Roam the galaxy fending off police and pirates to bring down a demented race of machines called Dominators
Space Rangers 2: Rise of the Dominators
By Cinemaware Marquee
PC
MSRP: $29.99
By Matt Peckham
Space Rangers 2 amounts to the sort of interstellar lark that squirms in the vise of straight-played openers the way Jon Stewart cat-paws poker-faced guests, so bear with me—nailing this sequel down's a bit like pinning a Heisenberg particle. Tumbled into a random generated 2-D universe, you're a non-military "space ranger" with a ship and one of half a dozen jobs in mind: trade, police or pirate, probe, rig-up, fight and, ultimately, take down a demented race of machines called Dominators bent on clobbering the good guys, the galaxy and—probably not in that order—you.
Space Rangers 2 is the Cindy Lauper of space-trading sims: It just wants to have fun.
 
Like other roam-if-you-want-to games, Space Rangers 2 tosses you the reins, offers a few pointers, then leaves you to whim your way to grave or glory. Race and profession selection prime your trade relations and spec out starter-ship capacity and strength, then it's up to you to fight or scavenge, trade or terrorize, and eventually rack up enough leadership points to take on the Dominators a galaxy at a time. Unscripted and ruthless, the A.I. has its own capabilities, economic agendas and career paths, and the war between the five-race Coalition and silicoid Dominators will unfurl with or without your help.

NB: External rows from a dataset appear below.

use crate::requirements::directive::DirectiveSet;
use std::fmt;

/// One line of a requirements file.
#[derive(Debug, Clone)]
pub enum DependencyEntry {
    /// Anything that is not a supported declaration: blank lines, comments,
    /// pip options, range specifiers. Re-emitted unchanged.
    Opaque(String),
    /// A declaration resolved against the package index or a VCS host.
    Declared(Dependency),
}

impl DependencyEntry {
    pub fn render(&self) -> String {
        match self {
            DependencyEntry::Opaque(line) => line.clone(),
            DependencyEntry::Declared(dep) => dep.render(),
        }
    }
}

impl fmt::Display for DependencyEntry {
    fn fmt(&self, f: &mut fmt::Formatter<'_>) -> fmt::Result {
        f.write_str(&self.render())
    }
}

/// Fields shared by plain and VCS declarations; `origin` says where the
/// candidates come from and how the line is laid out.
#[derive(Debug, Clone)]
pub struct Dependency {
    pub name: String,
    pub pin: Option<String>,
    pub extras: Vec<String>,
    pub directives: DirectiveSet,
    pub origin: Origin,
}

#[derive(Debug, Clone)]
pub enum Origin {
    Index(PinLayout),
    Vcs(VcsLocation),
}

/// The literal text around a plain declaration's pin.
///
/// `head` runs up to the end of the name and extras, `operator` is the
/// original `==` with its surrounding spaces (absent when unpinned) and
/// `tail` holds markers and spacing up to the comment.
#[derive(Debug, Clone, Default)]
pub struct PinLayout {
    pub head: String,
    pub operator: Option<String>,
    pub tail: String,
}

/// A `git+<transport>://[user@]github.com/<org>/<repo>.git[@ref]#egg=<name>`
/// reference.
#[derive(Debug, Clone)]
pub struct VcsLocation {
    /// Text before the URL, e.g. `-e `.
    pub prefix: String,
    pub scheme: String,
    /// `user@` part, kept verbatim.
    pub authority: Option<String>,
    pub host: String,
    pub org: String,
    pub repo: String,
    /// Everything between the egg fragment and the comment.
    pub trailing: String,
}

impl Dependency {
    /// Direct URL requirements have nothing to look up.
    pub fn is_url(&self) -> bool {
        self.name.contains("://")
    }

    /// A copy with only the pin replaced; layout and comment stay as parsed.
    pub fn with_pin(&self, pin: impl Into<String>) -> Self {
        Dependency {
            pin: Some(pin.into()),
            ..self.clone()
        }
    }

    pub fn render(&self) -> String {
        match &self.origin {
            Origin::Index(layout) => {
                let mut line = layout.head.clone();
                if let Some(pin) = &self.pin {
                    line.push_str(layout.operator.as_deref().unwrap_or("=="));
                    line.push_str(pin);
                }
                line.push_str(&layout.tail);
                line.push_str(self.directives.render());
                line
            }
            Origin::Vcs(location) => {
                let mut line = format!(
                    "{}{}://{}{}/{}/{}.git",
                    location.prefix,
                    location.scheme,
                    location.authority.as_deref().unwrap_or(""),
                    location.host,
                    location.org,
                    location.repo,
                );
                if let Some(pin) = &self.pin {
                    line.push('@');
                    line.push_str(pin);
                }
                line.push_str("#egg=");
                line.push_str(&self.name);
                if !self.extras.is_empty() {
                    line.push_str(&format!("[{}]", self.extras.join(",")));
                }
                line.push_str(&location.trailing);
                line.push_str(self.directives.render());
                line
            }
        }
    }
}
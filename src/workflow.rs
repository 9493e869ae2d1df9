use crate::agents::{
    DeliveryAgent, DeliveryOutcome, DependencyUpdater, LockRefreshAgent, ProjectInfo,
    ProjectScannerAgent, RuntimePinAgent, SystemClock, WaitPolicy,
};
use crate::changes::ChangedFile;
use crate::error::{PipupError, Result};
use crate::repository::RepositoryFactory;
use crate::requirements::RequirementsFile;
use crate::settings::Settings;
use crate::source::ReleaseSource;
use crate::utils::PathValidator;
use colored::Colorize;
use std::fs;
use std::path::{Path, PathBuf};

/// Execute the update workflow.
///
/// Returns the delivery outcome when `--merge` was requested and there was
/// something to deliver; the caller decides what a rejection means for the
/// exit code.
pub fn execute_update<P: AsRef<Path>>(
    project_path: P,
    merge: bool,
    repository: Option<&str>,
) -> Result<Option<DeliveryOutcome>> {
    if merge && repository.is_none() {
        return Err(PipupError::ProjectValidation(
            "--merge requires --repository".to_string(),
        ));
    }

    println!("{}", "Starting requirements update process...".cyan().bold());

    // Step 1: Validate project and settings
    println!("\n{}", "1. Validating project structure...".yellow());
    let (project_path, settings, project_info) = prepare(project_path.as_ref())?;
    println!("{}", "✓ Project structure is valid".green());

    // Step 2: Resolve requirements
    println!("\n{}", "2. Resolving requirements...".yellow());
    let source = RepositoryFactory::create_release_source(&settings)?;
    let resolved = resolve_requirements(&project_path, &project_info, &source)?;
    println!("{}", "✓ Resolution completed".green());

    // Step 3: Write changed files
    println!("\n{}", "3. Saving updated files...".yellow());
    let mut changed: Vec<ChangedFile> = Vec::new();
    for file in resolved.into_iter().filter(RequirementsFile::has_updates) {
        file.write(&project_path)?;
        println!("   • {}", file.path.display().to_string().bright_cyan());
        changed.push(ChangedFile::Requirements(file));
    }

    if let Some(lock_path) = project_info.lock_file.as_ref().filter(|_| settings.poetry) {
        println!("   Refreshing {}", lock_path.display());
        if let Some(lock) = LockRefreshAgent::new(&project_path).refresh()? {
            println!("   • {}", lock.path.display().to_string().bright_cyan());
            changed.push(ChangedFile::Lock(lock));
        }
    }

    if let Some(pin_path) = project_info
        .runtime_pin
        .as_ref()
        .filter(|_| settings.python_version)
    {
        if let Some(pin) = RuntimePinAgent::new(&project_path)?.bump()? {
            fs::write(project_path.join(pin_path), format!("{}\n", pin.current))?;
            println!("   • {}", pin.path.display().to_string().bright_cyan());
            changed.push(ChangedFile::RuntimePin(pin));
        }
    }

    if changed.is_empty() {
        println!("\n{}", "✨ No updates required".green().bold());
        return Ok(None);
    }

    print_changes(&changed);

    let Some(repository) = repository.filter(|_| merge) else {
        println!(
            "\n{}",
            "✨ Update process completed successfully!".green().bold()
        );
        return Ok(None);
    };

    // Step 4: Deliver
    println!(
        "\n{}",
        format!("4. Delivering changes to {repository}...").yellow()
    );
    let remote = RepositoryFactory::create_remote(repository)?;
    tracing::debug!("Using remote repository {}", remote.name());
    let clock = SystemClock;
    let outcome = DeliveryAgent::new(&remote, &clock, settings.workflows.clone())
        .with_policy(WaitPolicy::from_settings(&settings))
        .with_auto_tag(settings.auto_tag)
        .deliver(&changed)?;

    print_outcome(&outcome);
    Ok(Some(outcome))
}

/// Execute the check workflow (dry-run)
pub fn execute_check<P: AsRef<Path>>(project_path: P) -> Result<()> {
    println!("{}", "Checking for available updates...".cyan().bold());

    println!("\n{}", "1. Validating project structure...".yellow());
    let (project_path, settings, project_info) = prepare(project_path.as_ref())?;
    println!("{}", "✓ Project structure is valid".green());

    println!("\n{}", "2. Checking for available updates...".yellow());
    let source = RepositoryFactory::create_release_source(&settings)?;
    let resolved = resolve_requirements(&project_path, &project_info, &source)?;
    println!("{}", "✓ Check completed".green());

    let changed: Vec<ChangedFile> = resolved
        .into_iter()
        .filter(RequirementsFile::has_updates)
        .map(ChangedFile::Requirements)
        .collect();

    if changed.is_empty() {
        println!("\n{}", "✨ All requirements are up to date!".green().bold());
        return Ok(());
    }

    print_changes(&changed);
    Ok(())
}

fn prepare(project_path: &Path) -> Result<(PathBuf, Settings, ProjectInfo)> {
    let project_path = PathValidator::validate_project_path(project_path)?;
    let settings = Settings::load(&project_path)?;
    tracing::debug!("Using settings: {settings:?}");

    let project_info = ProjectScannerAgent::new(&project_path).scan(&settings)?;
    Ok((project_path, settings, project_info))
}

/// Reads and resolves every discovered requirements file. Nothing is
/// written; any lookup failure aborts before files are touched.
pub fn resolve_requirements(
    project_path: &Path,
    project_info: &ProjectInfo,
    source: &dyn ReleaseSource,
) -> Result<Vec<RequirementsFile>> {
    let files = project_info
        .requirement_files
        .iter()
        .map(|relative| RequirementsFile::read(project_path, relative))
        .collect::<Result<Vec<_>>>()?;

    DependencyUpdater::new(source)
        .with_progress(true)
        .update_all(&files)
}

fn print_changes(changed: &[ChangedFile]) {
    println!("\n{}", "📦 Updates:".cyan().bold());
    for file in changed {
        println!(
            "\n   {} ({})",
            file.path().display().to_string().bright_cyan(),
            file.change_count()
        );
        for line in file.detail().lines() {
            println!("     {}", line.green());
        }
    }
}

fn print_outcome(outcome: &DeliveryOutcome) {
    match outcome {
        DeliveryOutcome::NothingToDeliver => {
            println!("{}", "No changes needed delivering".yellow());
        }
        DeliveryOutcome::Merged {
            pull_request,
            sha,
            tag,
        } => {
            println!(
                "{}",
                format!("✓ Pull request #{pull_request} merged ({sha})").green()
            );
            if let Some(tag) = tag {
                println!("{}", format!("✓ Tagged {tag}").green());
            }
        }
        DeliveryOutcome::Rejected {
            pull_request,
            failed_checks,
        } => {
            println!(
                "{}",
                format!(
                    "✗ Pull request #{pull_request} rejected, failed checks: {}",
                    failed_checks.join(", ")
                )
                .red()
            );
        }
    }
}
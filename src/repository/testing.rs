//! In-memory remote used by the delivery tests.

use super::{RemoteRepository, WorkflowRun};
use crate::error::{PipupError, Result};
use std::cell::{Cell, RefCell};
use std::collections::{HashMap, VecDeque};

#[derive(Debug, Clone, PartialEq, Eq)]
pub struct GitRef {
    pub name: String,
    pub sha: String,
}

#[derive(Debug, Clone, PartialEq, Eq)]
pub struct PullRequestCall {
    pub number: u64,
    pub title: String,
    pub body: String,
    pub head: String,
    pub base: String,
}

#[derive(Debug, Clone, PartialEq, Eq)]
pub struct CommitCall {
    pub path: String,
    pub branch: String,
    pub contents: String,
    pub message: String,
    pub previous_sha: Option<String>,
}

pub struct FakeRemote {
    pub default_branch: String,
    pub refs: RefCell<Vec<GitRef>>,
    pub existing_files: HashMap<String, String>,
    pub commits: RefCell<Vec<CommitCall>>,
    pub pull_requests: RefCell<Vec<PullRequestCall>>,
    pub merges: RefCell<Vec<u64>>,
    pub branch_lookups: RefCell<Vec<String>>,
    pub comments: RefCell<Vec<(String, String)>>,
    pub deleted_refs: RefCell<Vec<String>>,
    pub tags: Vec<String>,
    pub fail_comments: bool,
    /// Successive `workflow_runs` answers; the last one repeats.
    run_responses: RefCell<VecDeque<Vec<WorkflowRun>>>,
    pub run_polls: Cell<usize>,
}

impl FakeRemote {
    pub fn new() -> Self {
        Self {
            default_branch: "main".to_string(),
            refs: RefCell::new(vec![GitRef {
                name: "refs/heads/main".to_string(),
                sha: "base-sha".to_string(),
            }]),
            existing_files: HashMap::new(),
            commits: RefCell::new(Vec::new()),
            pull_requests: RefCell::new(Vec::new()),
            merges: RefCell::new(Vec::new()),
            branch_lookups: RefCell::new(Vec::new()),
            comments: RefCell::new(Vec::new()),
            deleted_refs: RefCell::new(Vec::new()),
            tags: Vec::new(),
            fail_comments: false,
            run_responses: RefCell::new(VecDeque::new()),
            run_polls: Cell::new(0),
        }
    }

    pub fn with_runs(self, responses: Vec<Vec<WorkflowRun>>) -> Self {
        *self.run_responses.borrow_mut() = responses.into();
        self
    }

    pub fn created_branches(&self) -> Vec<String> {
        self.refs
            .borrow()
            .iter()
            .filter(|r| r.name != "refs/heads/main")
            .map(|r| r.name.clone())
            .collect()
    }
}

pub fn run(name: &str, conclusion: Option<&str>, pr: u64) -> WorkflowRun {
    WorkflowRun {
        name: name.to_string(),
        event: "pull_request".to_string(),
        conclusion: conclusion.map(str::to_string),
        pull_requests: vec![pr],
    }
}

impl RemoteRepository for FakeRemote {
    fn default_branch(&self) -> Result<String> {
        Ok(self.default_branch.clone())
    }

    fn branch_sha(&self, branch: &str) -> Result<Option<String>> {
        self.branch_lookups.borrow_mut().push(branch.to_string());
        let name = format!("refs/heads/{branch}");
        Ok(self
            .refs
            .borrow()
            .iter()
            .find(|r| r.name == name)
            .map(|r| r.sha.clone()))
    }

    fn create_ref(&self, name: &str, sha: &str) -> Result<()> {
        self.refs.borrow_mut().push(GitRef {
            name: name.to_string(),
            sha: sha.to_string(),
        });
        Ok(())
    }

    fn delete_ref(&self, name: &str) -> Result<()> {
        self.deleted_refs.borrow_mut().push(name.to_string());
        Ok(())
    }

    fn file_sha(&self, path: &str, _branch: &str) -> Result<Option<String>> {
        Ok(self.existing_files.get(path).cloned())
    }

    fn put_file(
        &self,
        path: &str,
        branch: &str,
        contents: &str,
        message: &str,
        previous_sha: Option<&str>,
    ) -> Result<String> {
        let mut commits = self.commits.borrow_mut();
        commits.push(CommitCall {
            path: path.to_string(),
            branch: branch.to_string(),
            contents: contents.to_string(),
            message: message.to_string(),
            previous_sha: previous_sha.map(str::to_string),
        });
        Ok(format!("commit-{}", commits.len()))
    }

    fn create_pull_request(&self, title: &str, body: &str, head: &str, base: &str) -> Result<u64> {
        let mut prs = self.pull_requests.borrow_mut();
        let number = 42 + prs.len() as u64;
        prs.push(PullRequestCall {
            number,
            title: title.to_string(),
            body: body.to_string(),
            head: head.to_string(),
            base: base.to_string(),
        });
        Ok(number)
    }

    fn workflow_runs(&self, _branch: &str) -> Result<Vec<WorkflowRun>> {
        self.run_polls.set(self.run_polls.get() + 1);
        let mut responses = self.run_responses.borrow_mut();
        if responses.len() > 1 {
            return Ok(responses.pop_front().unwrap_or_default());
        }
        Ok(responses.front().cloned().unwrap_or_default())
    }

    fn merge_pull_request(&self, number: u64) -> Result<String> {
        self.merges.borrow_mut().push(number);
        Ok("merge-sha".to_string())
    }

    fn create_commit_comment(&self, sha: &str, body: &str) -> Result<()> {
        if self.fail_comments {
            return Err(PipupError::Transport {
                url: format!("commits/{sha}/comments"),
                status: 403,
            });
        }
        self.comments
            .borrow_mut()
            .push((sha.to_string(), body.to_string()));
        Ok(())
    }

    fn tags(&self) -> Result<Vec<String>> {
        Ok(self.tags.clone())
    }
}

You guide your ship across a star-festooned 2-D map using a mouse to direct (single-left-click) then execute (spacebar or double-left-click) turns, though it's safer to think of the system as pseudo-real-time: Everyone "goes" at once, and you can plot a 10-turn course, tap go, then watch it play out or pause at will. Parsec-spanning systems harbor revolving planets, bases, space anomalies (like black holes) and mineral resources spun off from asteroids with honest-to-goodness ellipsoid orbits. You start with a small ship and pocket change, plucking ore from the void and selling it to buy better weapons, scanners, warp engines, mining equipment ... pretty much whatever trips your galaxy-trotting trigger. Eventually you gin up enough cash and engine power to hop systems and push into Dominator-controlled territory. Fending off pirates (or police types, if you go bad seed) turns into a full-time job as you gussy up your gear and become a more tempting target. You can also take on time-limited missions for big money, be it carting provocative books to colonies of emotionally goosy children or expunging enemy bases planetside.

While much of Space Rangers 2 transpires in space, you're occasionally called in to fight 3-D real-time land-based skirmishes of the build, attack and tug-of-node stripe. Other minigames include real-time arcade shootouts within black holes for bonus goodies, old-school text-based adventure quests, a car-driving sequence where you trade and battle bandits, a Darwinian animal-survivalist mash and a ski-resort tycoon simulator. Space Rangers 2 is single-player only.

Zany, narcotic and ingenious
If you come to Space Rangers 2 looking for sobriety (or sober, for that matter), you'll probably still get sucked in—it'll just take longer. What at first resembles a straight-up freeform trading sim soon detours impishly into genre jambalaya. It's like walking onto a Baz Luhrmann set where everyone's somber and serious, then suddenly belting symphonic renditions of "In the Name of Love" as the whole house bops and swings. Don't get me wrong, the particulars are deep and methodical, but Space Rangers 2 is the Cindy Lauper of space-trading sims: It just wants to have fun.

Take, for instance, the space disease "Chekumash," which may cause you to "hallucinate" things that look like, oh, say, the Death Star from Star Wars, or a space station from Babylon 5. Occasionally you'll have to worm your way through a text adventure Zork-style. (Which way do you go? North toward the frozen mountains? Or southwest, toward that mysterious tree-topping plume of smoke?) Shock-drop black holes, teleport bases, add bodyguard robots, invest in real estate or order special market scans, even run your own ski resort (make a million to win!); it's hard to convey just how refreshingly quilted the game feels, other than to point out that each time you think you've seen it all, Space Rangers 2 trots out something new, decidedly retro and weirdly diverting.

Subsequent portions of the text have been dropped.